Traditionally, Fed used open market operations to target the fed funds rate.
This entailed either buying/selling treasuries or conducting repo operations
(as was done here). This was a _corridor_ system, as banks could earn no less
than 0% interest keeping reserves on the Fed's balance sheet (no negative
interest) and could finance at a cost no higher than the _discount rate_ in
which banks borrowed directly from the Fed's discount window (this, however,
sent a very negative signal to the market).

For the past decade, the Fed has relied on interest on excess reserves (IOER)
to target the fed funds rate, a policy known as a _floor_ system. Here, banks
earn a given interest rate on reserves kept on the fed's balance sheet. The
floor system theoretically ensures short term rates do not drop below the IOER
rate (although it is not always the case). This does not entail engaging in
open market operations.

> Why else would anyone even care about what the FED rate is?

All dollar interest rates are impacted in one way or another by the fed funds
rate. The strength of the dollar is also impacted by the fed funds rate, as it
may become more or less attractive to keep balances in the US. The floor
system currently employed makes it less attractive for banks to use excess
reserves to make loans, as the risk free rate (on the fed balance sheet) is
greater. This diminishes the money multiplier effect that banks have.

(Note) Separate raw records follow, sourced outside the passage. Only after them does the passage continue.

// Copyright (C) 2026 Fred Clausen
// Use of this source code is governed by an MIT-style
// license that can be found in the LICENSE file or at
// https://opensource.org/licenses/MIT.

//! One-shot admin subcommands.
//!
//! Each invocation loads the snapshot, runs one command and, for
//! mutations, saves the snapshot back before printing the result.
//!
//! These work on the stored snapshot, not on a running service. Stop the
//! service before changing sellers from the command line, or send the
//! matching admin message on its channel instead. A running service that
//! finds its snapshot changed underneath it stops autosaving and logs an
//! error rather than overwrite the change.

use crate::cli::Commands;
use crate::config::ServiceConfig;
use crate::error::ServiceError;
use chrono::{DateTime, Utc};
use cocolu::{Command, CoreError, NewSeller, SellerDesk, SellerUpdate};
use cocolu_audit::{Actor, Cause};
use cocolu_domain::{BusinessHours, Contact, Seller, SellerId, SellerStatus, WorkSchedule};
use cocolu_persistence::{SnapshotStore, restore_desk};
use serde_json::Value;
use tracing::info;

fn cli_actor() -> Actor {
    let user: String = std::env::var("USER").unwrap_or_else(|_| String::from("cli"));
    Actor::new(user, String::from("admin"))
}

fn cli_cause(action: &str, now: DateTime<Utc>) -> Cause {
    Cause::new(
        format!("cli-{}", now.timestamp_millis()),
        format!("Command line {action}"),
    )
}

/// Maps a mutating subcommand to a registry command.
///
/// New sellers start with the store's business hours as their schedule.
///
/// # Returns
///
/// `None` for read-only subcommands.
///
/// # Errors
///
/// Returns an error if `--status` is not a valid status.
pub fn to_command(
    subcommand: Commands,
    business_hours: &BusinessHours,
) -> Result<Option<Command>, ServiceError> {
    let command: Command = match subcommand {
        Commands::AddSeller {
            name,
            phone,
            email,
            specialty,
            max_clients,
            status,
            rating,
            notes,
        } => Command::AddSeller {
            seller: NewSeller {
                name,
                contact: Contact { phone, email },
                notes,
                specialty,
                status: status
                    .as_deref()
                    .map(str::parse::<SellerStatus>)
                    .transpose()
                    .map_err(CoreError::from)?,
                max_clients,
                rating,
                work_schedule: WorkSchedule::uniform(
                    business_hours.days(),
                    business_hours.start(),
                    business_hours.end(),
                )?,
                ..NewSeller::default()
            },
        },
        Commands::UpdateSeller {
            seller_id,
            name,
            phone,
            email,
            specialty,
            notes,
            max_clients,
        } => Command::UpdateSeller {
            seller_id: SellerId::new(&seller_id),
            changes: SellerUpdate {
                name,
                phone,
                email,
                specialty,
                notes,
                max_clients,
                status: None,
            },
        },
        Commands::SetStatus { seller_id, status } => Command::SetStatus {
            seller_id: SellerId::new(&seller_id),
            status,
        },
        Commands::SetSchedule {
            seller_id,
            weekday,
            start,
            end,
            disabled,
        } => Command::SetSchedule {
            seller_id: SellerId::new(&seller_id),
            weekday,
            enabled: !disabled,
            start_time: start,
            end_time: end,
        },
        Commands::AddDayOff {
            seller_id,
            date,
            reason,
        } => Command::AddDayOff {
            seller_id: SellerId::new(&seller_id),
            date,
            reason,
        },
        Commands::RemoveDayOff { seller_id, date } => Command::RemoveDayOff {
            seller_id: SellerId::new(&seller_id),
            date,
        },
        Commands::SetRating { seller_id, rating } => Command::UpdateRating {
            seller_id: SellerId::new(&seller_id),
            rating,
        },
        Commands::Run
        | Commands::Sellers
        | Commands::Workload
        | Commands::Availability { .. }
        | Commands::Report => return Ok(None),
    };
    Ok(Some(command))
}

/// Runs one admin subcommand against the stored snapshot.
///
/// # Returns
///
/// The JSON to print.
///
/// # Errors
///
/// Returns an error if the command is rejected or the snapshot cannot be
/// saved.
pub fn run_admin(
    subcommand: Commands,
    config: &ServiceConfig,
    store: &dyn SnapshotStore,
    now: DateTime<Utc>,
) -> Result<Value, ServiceError> {
    let desk: SellerDesk = restore_desk(store, &config.snapshot_key, config.desk.clone());

    let output: Value = match subcommand {
        Commands::Sellers => serde_json::to_value(desk.get_all_sellers())?,
        Commands::Workload => serde_json::to_value(desk.get_workload())?,
        Commands::Availability { seller_id } => {
            serde_json::to_value(desk.availability(&SellerId::new(&seller_id), now)?)?
        }
        Commands::Report => serde_json::to_value(desk.availability_report(now))?,
        mutation => {
            let Some(command) = to_command(mutation, &config.business_hours)? else {
                return Ok(Value::Null);
            };
            let action: &'static str = command.name();
            let seller: Seller = desk.execute(command, cli_actor(), cli_cause(action, now))?;
            store.save(&config.snapshot_key, &desk.snapshot(now))?;
            info!(seller_id = %seller.id, action, "Saved admin change");
            serde_json::to_value(seller)?
        }
    };
    Ok(output)
}
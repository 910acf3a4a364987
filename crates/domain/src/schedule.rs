// Copyright (C) 2026 Fred Clausen
// Use of this source code is governed by an MIT-style
// license that can be found in the LICENSE file or at
// https://opensource.org/licenses/MIT.

//! Weekly work schedules and days off.
//!
//! Weekdays are numbered 0 (Sunday) through 6 (Saturday).
//!
//! ## Loading Policy
//!
//! Schedules and days off arrive from persisted snapshots written by older
//! versions of the system. Loading is lenient and happens once:
//! - Malformed weekday entries become "not enabled"
//! - Weekday keys outside 0-6 are ignored
//! - Malformed day-off entries are dropped
//!
//! Every substitution is logged as a warning. Editing through the registry
//! is strict and rejects the same inputs with a `DomainError`.

use crate::error::DomainError;
use chrono::{NaiveDate, Weekday};
use serde::de::Deserializer;
use serde::ser::{SerializeMap, SerializeSeq, Serializer};
use serde::{Deserialize, Serialize};
use serde_json::Value;
use std::collections::BTreeMap;
use tracing::warn;

/// Number of weekday slots in a work schedule.
pub const DAYS_PER_WEEK: usize = 7;

const MINUTES_PER_DAY: u16 = 24 * 60;

/// Returns the 0-based weekday index (0 = Sunday) for a chrono weekday.
#[must_use]
#[allow(clippy::cast_possible_truncation)]
pub fn weekday_index(weekday: Weekday) -> u8 {
    // Safe cast: num_days_from_sunday is always in 0..7
    weekday.num_days_from_sunday() as u8
}

/// A wall-clock time of day with minute precision.
///
/// `24:00` is accepted so that a window can run until midnight.
#[derive(Debug, Clone, Copy, PartialEq, Eq, PartialOrd, Ord, Hash)]
pub struct ScheduleTime {
    /// Minutes since local midnight (0..=1440).
    minutes: u16,
}

impl ScheduleTime {
    /// Local midnight.
    pub const MIDNIGHT: Self = Self { minutes: 0 };

    /// Creates a time from hour and minute.
    ///
    /// # Errors
    ///
    /// Returns an error if the hour or minute is out of range.
    pub fn new(hour: u8, minute: u8) -> Result<Self, DomainError> {
        let minutes: u16 = u16::from(hour) * 60 + u16::from(minute);
        if minute > 59 || minutes > MINUTES_PER_DAY {
            return Err(DomainError::InvalidTime(format!("{hour:02}:{minute:02}")));
        }
        Ok(Self { minutes })
    }

    /// Creates a time from minutes since midnight. Callers guarantee range.
    pub(crate) const fn from_minutes(minutes: u16) -> Self {
        Self { minutes }
    }

    /// Parses an `HH:MM` (or `HH:MM:SS`) string.
    ///
    /// # Errors
    ///
    /// Returns an error if the string is not a valid time of day.
    pub fn parse(value: &str) -> Result<Self, DomainError> {
        let invalid = || DomainError::InvalidTime(value.to_string());
        let trimmed: &str = value.trim();

        let mut parts = trimmed.split(':');
        let hour_part: &str = parts.next().ok_or_else(invalid)?;
        let minute_part: &str = parts.next().ok_or_else(invalid)?;
        let second_part: Option<&str> = parts.next();
        if parts.next().is_some() {
            return Err(invalid());
        }

        if hour_part.is_empty() || hour_part.len() > 2 || minute_part.len() != 2 {
            return Err(invalid());
        }
        let hour: u8 = hour_part.parse().map_err(|_| invalid())?;
        let minute: u8 = minute_part.parse().map_err(|_| invalid())?;

        if let Some(seconds) = second_part {
            let seconds: u8 = seconds.parse().map_err(|_| invalid())?;
            if seconds > 59 || (hour == 24 && seconds != 0) {
                return Err(invalid());
            }
        }

        Self::new(hour, minute).map_err(|_| invalid())
    }

    /// Returns the number of minutes since local midnight.
    #[must_use]
    pub const fn minutes_since_midnight(&self) -> u16 {
        self.minutes
    }

    /// Returns the hour component (0-24).
    #[must_use]
    #[allow(clippy::cast_possible_truncation)]
    pub const fn hour(&self) -> u8 {
        // Safe cast: minutes <= 1440, so hour <= 24
        (self.minutes / 60) as u8
    }

    /// Returns the minute component (0-59).
    #[must_use]
    #[allow(clippy::cast_possible_truncation)]
    pub const fn minute(&self) -> u8 {
        (self.minutes % 60) as u8
    }
}

impl std::fmt::Display for ScheduleTime {
    fn fmt(&self, f: &mut std::fmt::Formatter<'_>) -> std::fmt::Result {
        write!(f, "{:02}:{:02}", self.hour(), self.minute())
    }
}

impl std::str::FromStr for ScheduleTime {
    type Err = DomainError;

    fn from_str(s: &str) -> Result<Self, Self::Err> {
        Self::parse(s)
    }
}

impl Serialize for ScheduleTime {
    fn serialize<S: Serializer>(&self, serializer: S) -> Result<S::Ok, S::Error> {
        serializer.collect_str(self)
    }
}

impl<'de> Deserialize<'de> for ScheduleTime {
    fn deserialize<D: Deserializer<'de>>(deserializer: D) -> Result<Self, D::Error> {
        let raw: String = String::deserialize(deserializer)?;
        Self::parse(&raw).map_err(serde::de::Error::custom)
    }
}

Additionally, some foreign institutions are able to keep money on the fed's
balance sheet, helping them avoid negative interest rates. Again, this
disincentivizes them from making loans and also undermines monetary policy
implemented by their local central banks. Finally, some currencies have a USD
peg (e.g. HKD). These pegs effectively import Federal Reserve monetary policy
(to help mitigate the risk of currency crises) which affects the local
economies.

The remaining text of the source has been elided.